Dangerous Documents offers such helpful tips as: Instead of writing, “We’ll meet on Thursday to destroy the documents,” it’s better to say, “We’ll meet on Thursday to implement our document retention policy.”
The course is the brainchild of Compliance-Alliance founder Nancy Singer, a former U.S. prosecutor who did litigation for the Food and Drug Administration.
Singer is using her expertise to educate company officials on how to write internal and external communications that do not contain potential “land mines,” which she describes as anything that “if it’s uncovered, it explodes.”
“Documents are like diamonds,” she is fond of saying. “They are very precious and they last forever.”
The Compliance-Alliance mission statement says the course will present “the latest thinking on what it takes to achieve and maintain compliance with FDA and CMS requirements.”
But there appears to be more here than instruction on how to be an upstanding corporate citizen and keep government agencies happy. The course agenda reads more like a primer on how to avoid raising red flags with the regulatory police or the suspicion of prosecutors and product liability lawyers.
Some of the more eye catching topics listed in the program for the $995 course include:
Who can be held criminally liable under the Federal Food, Drug and Cosmetic Act ?
18 words that will attract the attention of prosecutors or plaintiffs’ lawyers
8 common practices that are sure to get you in trouble
The dangers in not monitoring employee emails
Singer insists this is not about how to bury negative data or avoid getting caught for nefarious practices.
“I want to educate all employees on the ramifications of how inappropriate statements can be used,” Singer said.
Indeed, in every personal injury trial in which Merck & Co Inc. defended its handling of the withdrawn pain drug Vioxx, plaintiffs’ lawyers dredged up internal Merck memos that questioned company interpretations of clinical safety data. Despite winning most of those trials, Merck finally agreed to a $4.85 billion settlement.

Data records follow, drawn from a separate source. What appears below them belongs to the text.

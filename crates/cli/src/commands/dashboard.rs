//! Manager dashboard.

use serde::Serialize;

use stockroom_core::format_usd;
use stockroom_storefront::dashboard::{Dashboard, DashboardStats};

use super::{orders, products};
use crate::error::CommandError;
use crate::output::Output;
use crate::workspace::Workspace;

#[derive(Serialize)]
struct DashboardView<'a> {
    stats: &'a DashboardStats,
    low_stock: &'a [stockroom_core::Product],
    recent_orders: &'a [stockroom_core::Order],
}

/// Print inventory and order headline figures.
///
/// # Errors
///
/// Returns `CommandError` in customer view or on store failure.
pub async fn run(ws: &Workspace, out: Output) -> Result<(), CommandError> {
    ws.require_manager("dashboard")?;
    let dashboard = Dashboard::load(ws.products(), ws.orders()).await?;

    let view = DashboardView {
        stats: &dashboard.stats,
        low_stock: &dashboard.low_stock,
        recent_orders: &dashboard.recent_orders,
    };
    out.show(&view, render)
}

fn render(view: &DashboardView<'_>) -> String {
    let stats = view.stats;
    let mut sections = vec![format!(
        "Products:        {}\nLow stock:       {}\nOut of stock:    {}\nInventory value: {}\nPending orders:  {}\nProcessing:      {}",
        stats.total_products,
        stats.low_stock_count,
        stats.out_of_stock_count,
        format_usd(stats.inventory_value),
        stats.pending_orders,
        stats.processing_orders,
    )];
    if stats.needs_attention() {
        sections.push(format!(
            "Inventory alert: {} low, {} out of stock",
            stats.low_stock_count, stats.out_of_stock_count
        ));
    }
    if !view.low_stock.is_empty() {
        sections.push(format!("Low stock\n{}", products::render_table(view.low_stock)));
    }
    sections.push(format!("Recent orders\n{}", orders::render_table(view.recent_orders)));
    sections.join("\n\n")
}
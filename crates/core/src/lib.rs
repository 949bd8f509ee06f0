//! Stockroom Core - Shared domain types.
//!
//! This crate provides the records every Stockroom component agrees on:
//! - `storefront` - Stores, cart state, checkout and order lifecycle
//! - `cli` - Command-line front end for shoppers and managers
//!
//! # Architecture
//!
//! The core crate contains only types and pure helpers - no I/O, no database
//! access, no storage. This keeps it lightweight and allows it to be used
//! anywhere.
//!
//! # Modules
//!
//! - [`types`] - Typed IDs, products, orders, statuses and pricing helpers

#![cfg_attr(not(test), forbid(unsafe_code))]

pub mod types;

pub use types::*;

“To survive in our litigious society, organizations need to have the right communications culture. Everyone needs to understand what they should, or should not, write in their emails,” Singer writes in a pitch for the course.
Never use words like illegal or negligent when you can instead say, “It could be argued that that doesn’t comply with requirements” or “perhaps we haven’t been as careful as we should be,” Singer said.

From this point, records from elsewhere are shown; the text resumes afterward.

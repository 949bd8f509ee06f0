//! Cart commands and checkout.
//!
//! The cart is saved in the data directory after every change, so it carries
//! over between invocations.

use clap::Subcommand;
use rust_decimal::Decimal;
use serde::Serialize;
use tracing::{info, warn};

use stockroom_core::{OrderTotals, Product, ProductId, StockLevel, format_usd};
use stockroom_storefront::{Cart, CheckoutReceipt, CheckoutService};

use crate::error::CommandError;
use crate::output::Output;
use crate::workspace::Workspace;

#[derive(Subcommand)]
pub enum CartAction {
    /// Show cart lines and totals
    Show,
    /// Add units of a product
    Add {
        product_id: i32,
        #[arg(default_value_t = 1)]
        quantity: u32,
    },
    /// Set a line's quantity (0 or less removes it)
    Set {
        product_id: i32,
        #[arg(allow_negative_numbers = true)]
        quantity: i64,
    },
    /// Remove a product from the cart
    Remove { product_id: i32 },
    /// Empty the cart
    Clear,
}

/// One cart line resolved against the catalog.
#[derive(Debug, Serialize)]
struct CartLine {
    product_id: ProductId,
    /// `None` when the product has been deleted.
    name: Option<String>,
    quantity: u32,
    price_at_add: Decimal,
    unit_price: Option<Decimal>,
}

#[derive(Debug, Serialize)]
struct CartView {
    lines: Vec<CartLine>,
    item_count: u64,
    totals: OrderTotals,
}

impl CartView {
    fn build(cart: &Cart, catalog: &[Product]) -> Self {
        let lines = cart
            .entries()
            .iter()
            .map(|entry| {
                let product = catalog.iter().find(|p| p.id == entry.product_id);
                CartLine {
                    product_id: entry.product_id,
                    name: product.map(|p| p.name.clone()),
                    quantity: entry.quantity,
                    price_at_add: entry.price_at_add,
                    unit_price: product.map(|p| p.price),
                }
            })
            .collect();
        Self {
            lines,
            item_count: cart.item_count(),
            totals: cart.summary(catalog),
        }
    }

    fn render(&self) -> String {
        if self.lines.is_empty() {
            return "Your cart is empty".to_string();
        }
        let mut out: Vec<String> = self
            .lines
            .iter()
            .map(|line| match (&line.name, line.unit_price) {
                (Some(name), Some(price)) => format!(
                    "{:>4}  {:<28} {:>3} x {:>10} = {:>10}",
                    line.product_id,
                    name,
                    line.quantity,
                    format_usd(price),
                    format_usd(price * Decimal::from(line.quantity)),
                ),
                _ => format!(
                    "{:>4}  {:<28} {:>3}   (no longer available)",
                    line.product_id, "?", line.quantity
                ),
            })
            .collect();
        out.push(format!("Items:    {}", self.item_count));
        out.push(format!("Subtotal: {}", format_usd(self.totals.subtotal)));
        out.push(format!("Tax:      {}", format_usd(self.totals.tax)));
        out.push(format!("Total:    {}", format_usd(self.totals.total)));
        out.join("\n")
    }
}

/// Run a `cart` subcommand.
///
/// # Errors
///
/// Returns `CommandError` if the product cannot be loaded or lacks stock.
pub async fn run(ws: &Workspace, out: Output, action: CartAction) -> Result<(), CommandError> {
    let mut cart = ws.cart();
    match action {
        CartAction::Show => {}
        CartAction::Add {
            product_id,
            quantity,
        } => {
            let product = ws.products().get_by_id(ProductId::new(product_id)).await?;
            let in_cart = cart.entry(product.id).map_or(0, |e| u64::from(e.quantity));
            check_stock(&product, in_cart + u64::from(quantity))?;
            cart.add(&product, quantity);
            info!(product_id = %product.id, quantity, "Added to cart");
        }
        CartAction::Set {
            product_id,
            quantity,
        } => {
            let id = ProductId::new(product_id);
            if quantity > 0 {
                let product = ws.products().get_by_id(id).await?;
                check_stock(&product, quantity.unsigned_abs())?;
            }
            cart.set_quantity(id, quantity);
        }
        CartAction::Remove { product_id } => cart.remove(ProductId::new(product_id)),
        CartAction::Clear => cart.clear(),
    }

    let catalog = ws.products().get_all().await?;
    let view = CartView::build(&cart, &catalog);
    out.show(&view, CartView::render)
}

/// Fail unless `requested` units of `product` are on hand.
fn check_stock(product: &Product, requested: u64) -> Result<(), CommandError> {
    if product.stock_level() == StockLevel::OutOfStock {
        return Err(CommandError::OutOfStock(product.name.clone()));
    }
    if requested > u64::from(product.quantity) {
        return Err(CommandError::ExceedsStock {
            name: product.name.clone(),
            available: product.quantity,
        });
    }
    Ok(())
}

/// Place an order for the cart contents.
///
/// # Errors
///
/// Returns `CommandError::Checkout` if the cart is empty or the order cannot
/// be created. The cart is kept in both cases.
pub async fn checkout(ws: &Workspace, out: Output) -> Result<(), CommandError> {
    let mut cart = ws.cart();
    let catalog = ws.products().get_all().await?;

    let receipt = CheckoutService::new(ws.products(), ws.orders())
        .place_order(&mut cart, &catalog)
        .await?;
    if !receipt.stock_synced() {
        warn!(
            order_id = %receipt.order.id,
            products = ?receipt.unsynced,
            "Some stock levels were not updated"
        );
    }

    out.show(&receipt.order, |_| render_receipt(&receipt))
}

fn render_receipt(receipt: &CheckoutReceipt) -> String {
    format!(
        "Order #{} placed ({})\n  Subtotal: {}\n  Tax:      {}\n  Total:    {}",
        receipt.order.id,
        receipt.order.status,
        format_usd(receipt.totals.subtotal),
        format_usd(receipt.totals.tax),
        format_usd(receipt.totals.total),
    )
}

She teaches that all written communication should be constructed with the idea it will be viewed by a third party who may try to use it against the company.

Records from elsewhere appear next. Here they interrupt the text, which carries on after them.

//! Entity IDs.
//!
//! `ProductId` and `OrderId` both wrap the store's integer key but are
//! distinct types, so one can never stand in for the other.

/// Declare an `i32`-backed entity ID.
///
/// The generated type serializes as a bare integer and offers `new`,
/// `as_i32` and `is_assigned`, plus conversions to and from `i32`.
///
/// ```rust
/// use stockroom_core::{OrderId, ProductId};
///
/// let product = ProductId::new(3);
/// let order = OrderId::from(3);
/// assert_eq!(product.as_i32(), i32::from(order));
/// assert!(product.is_assigned());
/// ```
///
/// Equal values of different ID types still do not mix:
///
/// ```compile_fail
/// use stockroom_core::{OrderId, ProductId};
///
/// let order = OrderId::new(3);
/// let _: ProductId = order;
/// ```
#[macro_export]
macro_rules! define_id {
    ($name:ident) => {
        #[derive(
            Debug,
            Clone,
            Copy,
            PartialEq,
            Eq,
            PartialOrd,
            Ord,
            Hash,
            ::serde::Serialize,
            ::serde::Deserialize
        )]
        #[serde(transparent)]
        pub struct $name(i32);

        impl $name {
            /// Create a new ID from an i32 value.
            #[must_use]
            pub const fn new(id: i32) -> Self {
                Self(id)
            }

            /// Get the underlying i32 value.
            #[must_use]
            pub const fn as_i32(&self) -> i32 {
                self.0
            }

            /// Whether a store has assigned this ID (store IDs are positive).
            #[must_use]
            pub const fn is_assigned(&self) -> bool {
                self.0 > 0
            }
        }

        impl ::core::fmt::Display for $name {
            fn fmt(&self, f: &mut ::core::fmt::Formatter<'_>) -> ::core::fmt::Result {
                ::core::fmt::Display::fmt(&self.0, f)
            }
        }

        impl From<i32> for $name {
            fn from(id: i32) -> Self {
                Self(id)
            }
        }

        impl From<$name> for i32 {
            fn from(id: $name) -> Self {
                id.0
            }
        }
    };
}

define_id!(ProductId);
define_id!(OrderId);

#[cfg(test)]
#[allow(clippy::unwrap_used)]
mod tests {
    use super::*;

    #[test]
    fn test_id_display_and_conversion() {
        let id = ProductId::new(42);
        assert_eq!(id.to_string(), "42");
        assert_eq!(i32::from(id), 42);
        assert_eq!(ProductId::from(42), id);
    }

    #[test]
    fn test_id_is_assigned() {
        assert!(OrderId::new(1).is_assigned());
        assert!(!OrderId::new(0).is_assigned());
        assert!(!OrderId::new(-3).is_assigned());
    }

    #[test]
    fn test_id_serializes_transparently() {
        let json = serde_json::to_string(&OrderId::new(7)).unwrap();
        assert_eq!(json, "7");
        let back: OrderId = serde_json::from_str(&json).unwrap();
        assert_eq!(back, OrderId::new(7));
    }
}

Medtronic In.c, Allergan Inc., Sepracor Inc., Varian Medical Systems Inc. and Siemens AG , which last month agreed to pay $800 million to settle a U.S. bribery probe, are among the healthcare companies with employees who have taken the course.
“I’m a big proponent of the course,” said Michael Morton, Medtronic’s director of regulatory affairs. “It’s heightened the awareness of everyone who participated.”
Among the pitfalls Singer discusses is what she calls the CYA (Cover Your Ass) memo, in which an employee puts concerns in writing for the files to show he or she raised the issue.
If the employee gets subpoenaed in a product liability case the CYA memo will be used against the company, Singer says, “and it’s not going to protect you from the government.”
Another common misconception, Singer says, is the belief that putting “confidential” or “internal use only” on a memo will keep it out of the hands of investigators or government agencies.
“Writing ‘confidential’ doesn’t mean anything,” she added.